DATA EXTRACTS: Begin

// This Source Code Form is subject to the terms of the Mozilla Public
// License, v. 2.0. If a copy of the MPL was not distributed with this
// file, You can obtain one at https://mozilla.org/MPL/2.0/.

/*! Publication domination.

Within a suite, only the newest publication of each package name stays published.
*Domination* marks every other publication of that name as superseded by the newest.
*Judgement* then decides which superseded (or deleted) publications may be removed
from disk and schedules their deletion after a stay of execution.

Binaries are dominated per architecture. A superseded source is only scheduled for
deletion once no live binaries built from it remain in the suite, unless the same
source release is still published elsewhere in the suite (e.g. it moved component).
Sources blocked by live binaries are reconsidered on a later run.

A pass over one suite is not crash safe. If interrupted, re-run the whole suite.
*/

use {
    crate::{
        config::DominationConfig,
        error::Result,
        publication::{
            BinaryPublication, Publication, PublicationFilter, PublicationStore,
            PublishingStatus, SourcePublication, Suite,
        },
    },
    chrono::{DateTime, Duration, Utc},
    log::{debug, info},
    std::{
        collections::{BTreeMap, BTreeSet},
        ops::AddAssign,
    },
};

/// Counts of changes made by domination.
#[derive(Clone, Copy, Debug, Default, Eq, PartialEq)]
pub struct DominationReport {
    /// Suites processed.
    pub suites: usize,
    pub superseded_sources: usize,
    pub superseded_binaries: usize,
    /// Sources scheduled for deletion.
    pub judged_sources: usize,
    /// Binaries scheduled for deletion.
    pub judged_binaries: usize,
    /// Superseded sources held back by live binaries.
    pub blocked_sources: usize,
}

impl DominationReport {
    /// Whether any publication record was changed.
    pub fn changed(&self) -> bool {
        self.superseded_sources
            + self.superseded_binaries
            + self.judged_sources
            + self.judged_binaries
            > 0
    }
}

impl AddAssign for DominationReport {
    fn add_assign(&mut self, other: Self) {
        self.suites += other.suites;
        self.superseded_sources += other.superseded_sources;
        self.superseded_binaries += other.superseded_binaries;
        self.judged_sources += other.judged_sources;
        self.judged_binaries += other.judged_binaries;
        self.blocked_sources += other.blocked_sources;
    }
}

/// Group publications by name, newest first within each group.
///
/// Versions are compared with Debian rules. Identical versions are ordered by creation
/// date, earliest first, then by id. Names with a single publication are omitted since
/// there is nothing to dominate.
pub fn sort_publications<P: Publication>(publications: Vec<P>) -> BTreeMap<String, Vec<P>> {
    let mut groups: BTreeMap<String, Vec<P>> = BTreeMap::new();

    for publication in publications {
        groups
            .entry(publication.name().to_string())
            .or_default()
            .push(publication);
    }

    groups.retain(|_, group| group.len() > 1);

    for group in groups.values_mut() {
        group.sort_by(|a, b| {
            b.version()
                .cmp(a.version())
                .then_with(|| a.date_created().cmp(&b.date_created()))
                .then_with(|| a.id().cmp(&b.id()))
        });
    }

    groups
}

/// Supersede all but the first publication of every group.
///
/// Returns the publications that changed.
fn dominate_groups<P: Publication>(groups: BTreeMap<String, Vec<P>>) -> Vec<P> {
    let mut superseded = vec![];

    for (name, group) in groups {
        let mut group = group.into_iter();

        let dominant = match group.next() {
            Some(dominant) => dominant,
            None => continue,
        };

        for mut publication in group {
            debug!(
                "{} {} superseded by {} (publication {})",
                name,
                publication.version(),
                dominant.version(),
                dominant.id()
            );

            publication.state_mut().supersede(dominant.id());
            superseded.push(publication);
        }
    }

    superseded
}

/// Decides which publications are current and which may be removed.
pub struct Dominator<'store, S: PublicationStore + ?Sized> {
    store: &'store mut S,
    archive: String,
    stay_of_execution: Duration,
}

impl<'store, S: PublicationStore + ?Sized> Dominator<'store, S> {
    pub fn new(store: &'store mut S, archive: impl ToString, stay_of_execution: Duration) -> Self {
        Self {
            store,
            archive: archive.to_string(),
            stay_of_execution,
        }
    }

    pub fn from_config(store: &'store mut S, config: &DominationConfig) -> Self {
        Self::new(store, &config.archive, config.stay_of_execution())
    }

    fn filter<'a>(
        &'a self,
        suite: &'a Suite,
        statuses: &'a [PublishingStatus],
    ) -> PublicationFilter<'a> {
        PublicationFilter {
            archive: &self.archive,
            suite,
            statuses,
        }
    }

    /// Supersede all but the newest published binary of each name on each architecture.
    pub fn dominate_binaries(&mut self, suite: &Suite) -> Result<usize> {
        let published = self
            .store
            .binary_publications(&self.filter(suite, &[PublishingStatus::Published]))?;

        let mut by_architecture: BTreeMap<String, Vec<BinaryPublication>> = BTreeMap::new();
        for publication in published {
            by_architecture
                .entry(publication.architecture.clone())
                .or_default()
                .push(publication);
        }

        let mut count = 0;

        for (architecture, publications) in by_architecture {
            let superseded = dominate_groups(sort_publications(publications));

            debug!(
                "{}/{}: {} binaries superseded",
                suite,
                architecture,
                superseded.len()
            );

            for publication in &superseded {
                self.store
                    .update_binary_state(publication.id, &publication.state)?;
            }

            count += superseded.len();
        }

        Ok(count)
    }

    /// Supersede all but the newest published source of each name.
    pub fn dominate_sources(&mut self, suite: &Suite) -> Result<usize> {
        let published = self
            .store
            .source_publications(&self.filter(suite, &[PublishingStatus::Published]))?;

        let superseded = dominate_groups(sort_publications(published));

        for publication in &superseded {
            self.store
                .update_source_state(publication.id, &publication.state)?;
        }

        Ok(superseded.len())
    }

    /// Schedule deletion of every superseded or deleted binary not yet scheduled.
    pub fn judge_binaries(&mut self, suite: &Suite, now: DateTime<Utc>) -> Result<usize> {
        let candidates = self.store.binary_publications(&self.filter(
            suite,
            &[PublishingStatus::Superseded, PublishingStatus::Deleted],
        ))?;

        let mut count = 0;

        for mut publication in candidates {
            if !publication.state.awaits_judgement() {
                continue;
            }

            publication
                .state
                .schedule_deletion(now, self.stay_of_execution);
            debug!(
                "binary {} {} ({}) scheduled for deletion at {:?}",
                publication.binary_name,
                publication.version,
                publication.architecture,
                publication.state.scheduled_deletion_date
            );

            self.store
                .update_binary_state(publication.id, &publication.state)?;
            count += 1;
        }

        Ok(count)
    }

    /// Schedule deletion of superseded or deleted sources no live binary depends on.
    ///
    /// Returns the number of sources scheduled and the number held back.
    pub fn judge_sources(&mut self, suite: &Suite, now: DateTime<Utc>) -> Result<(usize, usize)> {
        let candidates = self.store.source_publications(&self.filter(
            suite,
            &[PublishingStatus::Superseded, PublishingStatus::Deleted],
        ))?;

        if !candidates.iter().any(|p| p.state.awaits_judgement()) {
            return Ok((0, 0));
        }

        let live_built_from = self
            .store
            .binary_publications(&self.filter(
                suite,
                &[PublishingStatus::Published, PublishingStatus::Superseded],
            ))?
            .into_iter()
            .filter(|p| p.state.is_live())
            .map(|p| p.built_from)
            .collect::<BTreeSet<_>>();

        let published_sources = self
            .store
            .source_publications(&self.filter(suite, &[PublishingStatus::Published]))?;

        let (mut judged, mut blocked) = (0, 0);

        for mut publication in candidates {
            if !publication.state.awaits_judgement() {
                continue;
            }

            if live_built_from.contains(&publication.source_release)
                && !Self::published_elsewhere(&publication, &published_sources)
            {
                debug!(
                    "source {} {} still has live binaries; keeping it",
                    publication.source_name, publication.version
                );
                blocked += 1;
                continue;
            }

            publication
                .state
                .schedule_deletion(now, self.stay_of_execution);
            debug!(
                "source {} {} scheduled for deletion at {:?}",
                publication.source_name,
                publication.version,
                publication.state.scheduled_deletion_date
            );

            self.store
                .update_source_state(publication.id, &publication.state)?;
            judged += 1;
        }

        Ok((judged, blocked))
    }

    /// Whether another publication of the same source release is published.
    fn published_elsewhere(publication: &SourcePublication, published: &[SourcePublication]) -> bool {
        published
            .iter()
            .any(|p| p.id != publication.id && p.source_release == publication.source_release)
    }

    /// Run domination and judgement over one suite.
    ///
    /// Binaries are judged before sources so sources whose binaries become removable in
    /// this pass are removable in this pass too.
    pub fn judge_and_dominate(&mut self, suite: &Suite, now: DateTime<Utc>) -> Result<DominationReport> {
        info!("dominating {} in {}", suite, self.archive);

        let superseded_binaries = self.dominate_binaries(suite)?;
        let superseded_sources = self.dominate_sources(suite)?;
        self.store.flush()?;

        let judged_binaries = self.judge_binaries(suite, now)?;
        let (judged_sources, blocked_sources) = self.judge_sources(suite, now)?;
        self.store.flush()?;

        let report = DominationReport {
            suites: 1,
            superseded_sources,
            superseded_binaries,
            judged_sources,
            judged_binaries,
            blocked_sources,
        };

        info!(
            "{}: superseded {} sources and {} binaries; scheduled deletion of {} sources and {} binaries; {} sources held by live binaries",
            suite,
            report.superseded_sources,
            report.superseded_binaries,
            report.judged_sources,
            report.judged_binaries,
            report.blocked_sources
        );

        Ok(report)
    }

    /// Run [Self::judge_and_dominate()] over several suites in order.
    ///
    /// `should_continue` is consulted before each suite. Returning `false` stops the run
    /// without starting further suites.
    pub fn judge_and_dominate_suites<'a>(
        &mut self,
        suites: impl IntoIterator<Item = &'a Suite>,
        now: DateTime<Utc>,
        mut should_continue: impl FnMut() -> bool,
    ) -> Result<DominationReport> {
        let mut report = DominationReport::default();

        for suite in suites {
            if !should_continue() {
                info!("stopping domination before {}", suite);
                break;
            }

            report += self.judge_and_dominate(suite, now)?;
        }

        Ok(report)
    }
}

DATA EXTRACTS: End
DATA EXTRACTS: Begin

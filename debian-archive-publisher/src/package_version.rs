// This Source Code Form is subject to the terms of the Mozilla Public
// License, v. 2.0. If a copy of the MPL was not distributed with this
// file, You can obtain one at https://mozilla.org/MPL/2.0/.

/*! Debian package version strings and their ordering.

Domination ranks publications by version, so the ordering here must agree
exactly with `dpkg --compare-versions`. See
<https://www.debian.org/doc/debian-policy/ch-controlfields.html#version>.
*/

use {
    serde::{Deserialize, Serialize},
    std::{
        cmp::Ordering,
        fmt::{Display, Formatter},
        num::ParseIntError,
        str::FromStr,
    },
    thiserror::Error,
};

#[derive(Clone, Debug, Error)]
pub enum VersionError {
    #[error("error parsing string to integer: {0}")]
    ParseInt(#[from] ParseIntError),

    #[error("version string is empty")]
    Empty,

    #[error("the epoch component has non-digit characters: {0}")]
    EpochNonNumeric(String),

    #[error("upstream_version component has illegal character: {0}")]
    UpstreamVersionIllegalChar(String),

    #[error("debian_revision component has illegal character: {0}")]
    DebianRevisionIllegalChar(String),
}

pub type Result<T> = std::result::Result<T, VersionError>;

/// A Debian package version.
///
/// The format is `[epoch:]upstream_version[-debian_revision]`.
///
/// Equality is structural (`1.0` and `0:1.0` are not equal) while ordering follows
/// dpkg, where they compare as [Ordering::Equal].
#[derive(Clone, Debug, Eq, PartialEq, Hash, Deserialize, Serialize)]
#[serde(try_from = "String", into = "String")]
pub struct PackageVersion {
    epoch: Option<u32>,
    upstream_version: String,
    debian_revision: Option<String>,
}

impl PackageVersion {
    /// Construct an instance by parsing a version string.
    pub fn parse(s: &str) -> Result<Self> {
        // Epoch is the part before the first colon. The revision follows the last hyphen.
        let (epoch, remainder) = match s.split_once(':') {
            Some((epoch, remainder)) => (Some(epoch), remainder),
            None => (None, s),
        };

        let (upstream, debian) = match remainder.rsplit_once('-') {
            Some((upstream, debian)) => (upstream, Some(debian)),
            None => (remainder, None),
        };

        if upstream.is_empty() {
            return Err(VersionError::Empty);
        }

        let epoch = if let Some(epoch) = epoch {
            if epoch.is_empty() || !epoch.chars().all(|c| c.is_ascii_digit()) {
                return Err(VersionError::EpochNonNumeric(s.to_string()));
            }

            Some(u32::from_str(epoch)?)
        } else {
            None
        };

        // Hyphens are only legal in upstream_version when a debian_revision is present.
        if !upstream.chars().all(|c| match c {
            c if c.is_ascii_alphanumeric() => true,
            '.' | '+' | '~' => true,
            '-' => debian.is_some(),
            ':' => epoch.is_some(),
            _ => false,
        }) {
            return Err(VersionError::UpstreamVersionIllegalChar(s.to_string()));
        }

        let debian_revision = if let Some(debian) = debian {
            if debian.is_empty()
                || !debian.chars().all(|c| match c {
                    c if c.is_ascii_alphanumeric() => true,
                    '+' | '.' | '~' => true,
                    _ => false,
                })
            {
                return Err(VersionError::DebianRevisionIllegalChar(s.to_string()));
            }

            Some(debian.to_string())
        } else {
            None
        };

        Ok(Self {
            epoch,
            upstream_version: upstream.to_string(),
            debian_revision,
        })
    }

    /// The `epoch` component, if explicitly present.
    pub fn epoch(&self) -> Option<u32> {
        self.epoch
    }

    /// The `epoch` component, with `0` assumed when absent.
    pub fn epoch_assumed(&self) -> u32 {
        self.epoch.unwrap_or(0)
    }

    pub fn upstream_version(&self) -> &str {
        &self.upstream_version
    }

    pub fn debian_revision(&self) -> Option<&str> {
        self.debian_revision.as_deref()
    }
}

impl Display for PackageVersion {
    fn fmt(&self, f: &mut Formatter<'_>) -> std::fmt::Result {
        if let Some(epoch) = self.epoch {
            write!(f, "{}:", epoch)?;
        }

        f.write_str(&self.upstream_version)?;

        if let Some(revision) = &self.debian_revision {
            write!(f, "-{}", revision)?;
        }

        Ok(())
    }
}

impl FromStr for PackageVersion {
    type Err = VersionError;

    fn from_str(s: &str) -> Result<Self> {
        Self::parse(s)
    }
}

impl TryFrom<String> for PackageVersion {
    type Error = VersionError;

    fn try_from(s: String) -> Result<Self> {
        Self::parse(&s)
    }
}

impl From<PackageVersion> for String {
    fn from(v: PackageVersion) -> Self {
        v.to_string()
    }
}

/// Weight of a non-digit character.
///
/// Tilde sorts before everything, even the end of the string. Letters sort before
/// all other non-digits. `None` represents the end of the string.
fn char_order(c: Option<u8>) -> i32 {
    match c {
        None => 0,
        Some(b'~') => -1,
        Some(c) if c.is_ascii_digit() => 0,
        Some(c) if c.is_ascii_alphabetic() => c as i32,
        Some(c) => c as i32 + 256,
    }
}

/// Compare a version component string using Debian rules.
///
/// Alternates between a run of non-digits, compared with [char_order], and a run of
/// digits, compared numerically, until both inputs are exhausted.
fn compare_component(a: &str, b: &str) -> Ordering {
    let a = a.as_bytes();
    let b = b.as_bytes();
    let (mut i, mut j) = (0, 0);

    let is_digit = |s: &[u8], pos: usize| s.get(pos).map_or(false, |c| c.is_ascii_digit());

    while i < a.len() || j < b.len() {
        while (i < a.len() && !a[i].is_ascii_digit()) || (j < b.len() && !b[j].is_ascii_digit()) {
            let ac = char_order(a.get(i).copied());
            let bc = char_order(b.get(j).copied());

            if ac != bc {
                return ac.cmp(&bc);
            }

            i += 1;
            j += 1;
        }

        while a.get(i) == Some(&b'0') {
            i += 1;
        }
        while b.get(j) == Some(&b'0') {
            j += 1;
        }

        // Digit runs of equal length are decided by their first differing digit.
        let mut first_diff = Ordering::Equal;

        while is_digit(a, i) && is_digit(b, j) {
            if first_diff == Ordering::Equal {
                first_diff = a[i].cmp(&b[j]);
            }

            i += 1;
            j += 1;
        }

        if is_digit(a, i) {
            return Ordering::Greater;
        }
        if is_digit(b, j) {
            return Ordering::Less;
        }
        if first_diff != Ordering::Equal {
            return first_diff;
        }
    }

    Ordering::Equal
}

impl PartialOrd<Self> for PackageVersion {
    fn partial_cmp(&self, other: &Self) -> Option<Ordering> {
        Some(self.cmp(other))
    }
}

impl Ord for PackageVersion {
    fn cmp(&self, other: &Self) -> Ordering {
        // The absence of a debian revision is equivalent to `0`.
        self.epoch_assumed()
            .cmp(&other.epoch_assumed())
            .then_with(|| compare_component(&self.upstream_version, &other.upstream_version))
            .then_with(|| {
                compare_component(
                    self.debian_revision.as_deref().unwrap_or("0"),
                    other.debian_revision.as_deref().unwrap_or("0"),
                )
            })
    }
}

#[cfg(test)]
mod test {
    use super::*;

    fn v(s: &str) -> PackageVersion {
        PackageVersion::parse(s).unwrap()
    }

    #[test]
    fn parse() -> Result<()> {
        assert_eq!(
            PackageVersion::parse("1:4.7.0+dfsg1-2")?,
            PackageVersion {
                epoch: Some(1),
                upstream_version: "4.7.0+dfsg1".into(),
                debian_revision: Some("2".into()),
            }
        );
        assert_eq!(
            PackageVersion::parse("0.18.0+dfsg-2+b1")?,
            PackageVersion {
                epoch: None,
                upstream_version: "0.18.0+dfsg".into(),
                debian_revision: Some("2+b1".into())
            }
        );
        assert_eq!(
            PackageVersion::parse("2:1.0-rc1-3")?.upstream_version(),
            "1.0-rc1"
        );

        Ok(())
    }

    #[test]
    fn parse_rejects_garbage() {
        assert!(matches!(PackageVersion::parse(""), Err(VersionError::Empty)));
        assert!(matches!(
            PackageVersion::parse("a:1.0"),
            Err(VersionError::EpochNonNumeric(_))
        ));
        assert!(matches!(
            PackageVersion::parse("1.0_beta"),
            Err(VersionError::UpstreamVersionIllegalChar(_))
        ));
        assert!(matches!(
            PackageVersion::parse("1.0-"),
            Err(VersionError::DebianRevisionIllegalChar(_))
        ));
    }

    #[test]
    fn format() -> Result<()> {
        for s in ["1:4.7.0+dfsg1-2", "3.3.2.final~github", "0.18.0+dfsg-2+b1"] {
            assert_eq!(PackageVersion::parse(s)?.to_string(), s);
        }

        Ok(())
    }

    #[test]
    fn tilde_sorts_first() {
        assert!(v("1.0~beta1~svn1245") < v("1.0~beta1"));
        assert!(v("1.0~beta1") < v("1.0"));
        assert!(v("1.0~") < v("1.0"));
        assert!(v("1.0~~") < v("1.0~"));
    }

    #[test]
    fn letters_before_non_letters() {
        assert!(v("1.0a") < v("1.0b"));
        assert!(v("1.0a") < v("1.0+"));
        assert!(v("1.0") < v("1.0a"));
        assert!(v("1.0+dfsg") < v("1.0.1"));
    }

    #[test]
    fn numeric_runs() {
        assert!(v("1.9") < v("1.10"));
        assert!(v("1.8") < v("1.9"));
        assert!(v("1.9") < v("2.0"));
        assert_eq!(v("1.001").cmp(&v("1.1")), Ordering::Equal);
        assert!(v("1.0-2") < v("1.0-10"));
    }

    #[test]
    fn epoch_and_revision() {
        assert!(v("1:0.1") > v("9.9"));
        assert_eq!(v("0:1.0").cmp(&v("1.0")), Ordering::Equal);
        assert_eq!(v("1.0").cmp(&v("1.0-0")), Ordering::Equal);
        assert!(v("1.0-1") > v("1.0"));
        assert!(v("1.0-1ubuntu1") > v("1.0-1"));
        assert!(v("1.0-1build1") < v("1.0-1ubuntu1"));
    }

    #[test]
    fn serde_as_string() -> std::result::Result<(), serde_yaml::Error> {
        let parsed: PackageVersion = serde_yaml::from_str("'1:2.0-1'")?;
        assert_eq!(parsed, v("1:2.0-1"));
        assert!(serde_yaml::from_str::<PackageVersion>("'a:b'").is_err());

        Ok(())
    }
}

DATA EXTRACTS: End

> [WHAT NEEDS TO BE DONE] How many of the lines above include the word "BinaryPublication"? Give that number without comment.

> [RESULT OF THE EXERCISE] 2